Take the material below from its first line through the line containing "impl RequestState for IdState" and, please, write those lines again exactly.

> **Dataset entries**

/---

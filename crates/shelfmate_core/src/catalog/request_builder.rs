use crate::catalog::{
    Catalog, OrderBy,
    errors::CatalogError,
    volume::{SearchResponse, Volume},
};

/// The catalog's own page size limit.
pub const MAX_RESULTS_LIMIT: u32 = 40;
const DEFAULT_MAX_RESULTS: u32 = 20;

pub trait RequestState {}
#[allow(clippy::exhaustive_structs, reason = "Empty state will remain empty")]
pub struct EmptyState;
pub struct IdState(String);
pub struct QueryState {
    query: String,
    max_results: u32,
    order_by: OrderBy,
}

impl RequestState for EmptyState {}
impl RequestState for IdState {}
impl RequestState for QueryState {}

/// Builder for constructing a catalog request.
pub struct CatalogRequestBuilder<T: RequestState> {
    /// Represents what the request is built from: nothing yet, a volume ID or a search query
    state: T,
}

impl Default for CatalogRequestBuilder<EmptyState> {
    #[allow(clippy::missing_inline_in_public_items, reason = "Called rarely")]
    fn default() -> Self {
        Self::new()
    }
}

impl CatalogRequestBuilder<EmptyState> {
    /// Constructor function for default empty state. Use this in combination with any of the other
    /// generic implementations to construct a new `CatalogRequestBuilder` and modify its state.
    const fn new() -> Self {
        Self { state: EmptyState }
    }

    #[must_use]
    #[allow(clippy::missing_inline_in_public_items, reason = "Called rarely")]
    pub fn with_id(self, id: &str) -> CatalogRequestBuilder<IdState> {
        CatalogRequestBuilder {
            state: IdState(id.trim().to_owned()),
        }
    }

    #[must_use]
    #[allow(clippy::missing_inline_in_public_items, reason = "Called rarely")]
    pub fn with_query(self, query: &str) -> CatalogRequestBuilder<QueryState> {
        CatalogRequestBuilder {
            state: QueryState {
                query: query.trim().to_owned(),
                max_results: DEFAULT_MAX_RESULTS,
                order_by: OrderBy::default(),
            },
        }
    }
}

impl CatalogRequestBuilder<IdState> {
    /// Look up a single volume by its catalog ID
    /// # Errors
    /// Returns an error if the HTTP request fails or the response cannot be decoded
    #[allow(clippy::missing_inline_in_public_items, reason = "Called rarely")]
    pub async fn execute<C: Catalog>(&self, catalog: &C) -> Result<Option<Volume>, CatalogError> {
        if self.state.0.is_empty() {
            return Ok(None);
        }
        catalog.volume(&self.state.0).await
    }
}

impl CatalogRequestBuilder<QueryState> {
    /// Clamped to `1..=MAX_RESULTS_LIMIT`.
    #[must_use]
    #[allow(clippy::missing_inline_in_public_items, reason = "Called rarely")]
    pub fn max_results(mut self, max_results: u32) -> Self {
        self.state.max_results = max_results.clamp(1, MAX_RESULTS_LIMIT);
        self
    }

    #[must_use]
    #[allow(clippy::missing_inline_in_public_items, reason = "Called rarely")]
    pub fn order_by(mut self, order_by: OrderBy) -> Self {
        self.state.order_by = order_by;
        self
    }

    /// Execute the search
    /// # Errors
    /// Returns an error if the HTTP request fails or the response cannot be decoded
    #[allow(clippy::missing_inline_in_public_items, reason = "Called rarely")]
    pub async fn execute<C: Catalog>(&self, catalog: &C) -> Result<SearchResponse, CatalogError> {
        let QueryState {
            query,
            max_results,
            order_by,
        } = &self.state;
        catalog.search(query, *max_results, *order_by).await
    }
}

#[cfg(test)]
#[allow(clippy::unwrap_used, reason = "Test code")]
mod tests {
    use super::*;
    use crate::test_support::StubCatalog;
    use pretty_assertions::assert_eq;

    #[tokio::test]
    async fn search_parameters_reach_the_catalog() {
        let catalog = StubCatalog::default();
        CatalogRequestBuilder::default()
            .with_query("  dune ")
            .max_results(500)
            .order_by(OrderBy::Newest)
            .execute(&catalog)
            .await
            .unwrap();

        assert_eq!(
            catalog.searches(),
            vec![("dune".to_owned(), MAX_RESULTS_LIMIT, OrderBy::Newest)]
        );
    }

    #[tokio::test]
    async fn blank_id_is_not_looked_up() {
        let catalog = StubCatalog::default();
        let volume = CatalogRequestBuilder::default()
            .with_id("   ")
            .execute(&catalog)
            .await
            .unwrap();

        assert_eq!(volume, None);
        assert_eq!(catalog.volume_lookups(), 0);
    }
}
//! Database library
//!
//! The module exposes the `Db` struct and its methods to interact with the database
//! through pre-defined queries, grouped by the table they mainly work on.
pub mod club;
pub mod queries;
pub mod quotes;
pub mod ratings;
pub mod reading_list;
pub mod types;

pub use queries::Db;

/// Columns of the `books` table, in the order `Book` expects them.
pub(crate) const BOOK_COLUMNS: &str = "id, google_books_id, title, author, year, cover_url, \
    synopsis, isbn, page_count, language, categories, created_at, updated_at";

/// Builds a JSON object of the book aliased as `b`, decoded into `Book` through `#[sqlx(json)]`.
macro_rules! book_json {
    () => {
        "json_object(
            'id', b.id,
            'google_books_id', b.google_books_id,
            'title', b.title,
            'author', b.author,
            'year', b.year,
            'cover_url', b.cover_url,
            'synopsis', b.synopsis,
            'isbn', b.isbn,
            'page_count', b.page_count,
            'language', b.language,
            'categories', json(b.categories),
            'created_at', b.created_at,
            'updated_at', b.updated_at
        )"
    };
}
pub(crate) use book_json;

/// Returns true if the error was raised by a UNIQUE constraint.
#[allow(
    clippy::pattern_type_mismatch,
    reason = "False positive, this is the idiomatic pattern"
)]
pub(crate) fn is_unique_violation(error: &sqlx::Error) -> bool {
    if let sqlx::Error::Database(db_err) = error {
        db_err.is_unique_violation()
    } else {
        false
    }
}

pub(crate) fn new_id() -> String {
    uuid::Uuid::new_v4().to_string()
}
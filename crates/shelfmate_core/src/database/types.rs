use chrono::{DateTime, NaiveDate, Utc};
use serde::{Deserialize, Serialize};

/// A canonical catalog entry. One row exists per Google Books volume the users have interacted
/// with, plus any books created without an external identifier.
#[non_exhaustive]
#[derive(Serialize, Debug, Deserialize, Clone, PartialEq, sqlx::FromRow)]
pub struct Book {
    pub id: String,
    pub google_books_id: Option<String>,
    pub title: String,
    pub author: Option<String>,
    pub year: Option<String>,
    pub cover_url: Option<String>,
    pub synopsis: Option<String>,
    pub isbn: Option<String>,
    pub page_count: Option<i64>,
    pub language: Option<String>,
    #[sqlx(json)]
    pub categories: Vec<String>,
    pub created_at: DateTime<Utc>,
    pub updated_at: DateTime<Utc>,
}

/// Data needed to insert a new book.
#[derive(Serialize, Debug, Deserialize, Clone, PartialEq, Eq, Default)]
pub struct NewBook {
    pub google_books_id: Option<String>,
    pub title: String,
    pub author: Option<String>,
    pub year: Option<String>,
    pub cover_url: Option<String>,
    pub synopsis: Option<String>,
    pub isbn: Option<String>,
    pub page_count: Option<i64>,
    pub language: Option<String>,
    #[serde(default)]
    pub categories: Vec<String>,
}

/// Partial update of a book, `None` fields are left untouched.
#[derive(Serialize, Debug, Deserialize, Clone, PartialEq, Eq, Default)]
pub struct BookUpdate {
    pub title: Option<String>,
    pub author: Option<String>,
    pub year: Option<String>,
    pub cover_url: Option<String>,
    pub synopsis: Option<String>,
    pub isbn: Option<String>,
    pub page_count: Option<i64>,
    pub language: Option<String>,
    pub categories: Option<Vec<String>>,
}

#[derive(Serialize, Deserialize, Debug, Clone, Copy, PartialEq, Eq, Hash, Default, sqlx::Type)]
#[serde(rename_all = "snake_case")]
#[sqlx(rename_all = "snake_case")]
pub enum ReadingStatus {
    #[default]
    WantToRead,
    Reading,
    Read,
    Abandoned,
}

/// An entry of a user's reading list, joined with its book.
#[non_exhaustive]
#[derive(Serialize, Debug, Deserialize, Clone, PartialEq, sqlx::FromRow)]
pub struct UserBook {
    pub id: String,
    pub user_id: String,
    pub book_id: String,
    pub status: ReadingStatus,
    pub started_at: Option<NaiveDate>,
    pub finished_at: Option<NaiveDate>,
    pub current_page: Option<i64>,
    pub notes: Option<String>,
    pub created_at: DateTime<Utc>,
    pub updated_at: DateTime<Utc>,
    #[sqlx(json)]
    pub book: Book,
}

/// Partial update of a reading list entry, `None` fields are left untouched.
#[derive(Serialize, Debug, Deserialize, Clone, PartialEq, Eq, Default)]
pub struct UserBookUpdate {
    pub status: Option<ReadingStatus>,
    pub started_at: Option<NaiveDate>,
    pub finished_at: Option<NaiveDate>,
    pub current_page: Option<i64>,
    pub notes: Option<String>,
}

#[non_exhaustive]
#[derive(Serialize, Debug, Deserialize, Clone, Copy, PartialEq, Eq, Default)]
pub struct ReadingStats {
    pub read: i64,
    pub reading: i64,
    pub want_to_read: i64,
    pub abandoned: i64,
}

impl ReadingStats {
    #[must_use]
    #[inline]
    pub const fn new(read: i64, reading: i64, want_to_read: i64, abandoned: i64) -> Self {
        Self {
            read,
            reading,
            want_to_read,
            abandoned,
        }
    }

    #[must_use]
    #[inline]
    pub const fn total(&self) -> i64 {
        self.read + self.reading + self.want_to_read + self.abandoned
    }
}

#[non_exhaustive]
#[derive(Serialize, Debug, Deserialize, Clone, PartialEq, sqlx::FromRow)]
pub struct BookRating {
    pub id: String,
    pub user_id: String,
    pub book_id: String,
    pub rating: i64,
    pub review: Option<String>,
    pub created_at: DateTime<Utc>,
    pub updated_at: DateTime<Utc>,
    #[sqlx(json)]
    pub book: Book,
}

#[non_exhaustive]
#[derive(Serialize, Debug, Deserialize, Clone, PartialEq, sqlx::FromRow)]
pub struct BookQuote {
    pub id: String,
    pub user_id: String,
    pub book_id: String,
    pub quote_text: String,
    pub page_number: Option<i64>,
    pub chapter: Option<String>,
    pub notes: Option<String>,
    pub created_at: DateTime<Utc>,
    pub updated_at: DateTime<Utc>,
    #[sqlx(json)]
    pub book: Book,
}

#[derive(Serialize, Debug, Deserialize, Clone, PartialEq, Eq, Default)]
pub struct NewQuote {
    pub quote_text: String,
    pub page_number: Option<i64>,
    pub chapter: Option<String>,
    pub notes: Option<String>,
}

/// Partial update of a quote, `None` fields are left untouched.
#[derive(Serialize, Debug, Deserialize, Clone, PartialEq, Eq, Default)]
pub struct QuoteUpdate {
    pub quote_text: Option<String>,
    pub page_number: Option<i64>,
    pub chapter: Option<String>,
    pub notes: Option<String>,
}

/// The most recent suggestion of a book, together with the number of users who suggested it.
#[non_exhaustive]
#[derive(Serialize, Debug, Deserialize, Clone, PartialEq, sqlx::FromRow)]
pub struct BookClubSuggestion {
    pub id: String,
    pub book_id: String,
    pub suggested_by: String,
    pub created_at: DateTime<Utc>,
    pub vote_count: i64,
    #[sqlx(json)]
    pub book: Book,
}

#[non_exhaustive]
#[derive(Serialize, Debug, Deserialize, Clone, PartialEq, sqlx::FromRow)]
pub struct CurrentClubBook {
    pub book_id: String,
    pub set_by: String,
    pub set_at: DateTime<Utc>,
    pub notes: Option<String>,
    #[sqlx(json)]
    pub book: Book,
}

#[non_exhaustive]
#[derive(Debug, thiserror::Error)]
pub enum InsertBookError {
    #[error("book already exists (google_books_id={0})")]
    BookAlreadyExists(String),

    #[error("database error: {0}")]
    Db(#[from] sqlx::Error),
}
/// Custom error type for handling errors while talking to the book catalog.
#[non_exhaustive]
#[derive(Debug, thiserror::Error)]
pub enum CatalogError {
    /// Error that occurs during the HTTP request, originating from `reqwest`.
    #[error("failed to reach the book catalog: {0}")]
    Fetch(#[from] reqwest::Error),
    /// The catalog answered, but not with a success status.
    #[error("book catalog answered with status {status}: {body}")]
    Status { status: u16, body: String },
    /// Error encountered while decoding the JSON response, originating from `serde_json`.
    #[error("failed to decode book catalog response: {0}")]
    Decode(#[from] serde_json::Error),
}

\---

> **Written answer**
filename crates/shelfmate_core/src/catalog/request_builder.rs
use crate::catalog::{
    Catalog, OrderBy,
    errors::CatalogError,
    volume::{SearchResponse, Volume},
};

/// The catalog's own page size limit.
pub const MAX_RESULTS_LIMIT: u32 = 40;
const DEFAULT_MAX_RESULTS: u32 = 20;

pub trait RequestState {}
#[allow(clippy::exhaustive_structs, reason = "Empty state will remain empty")]
pub struct EmptyState;
pub struct IdState(String);
pub struct QueryState {
    query: String,
    max_results: u32,
    order_by: OrderBy,
}

impl RequestState for EmptyState {}
impl RequestState for IdState {}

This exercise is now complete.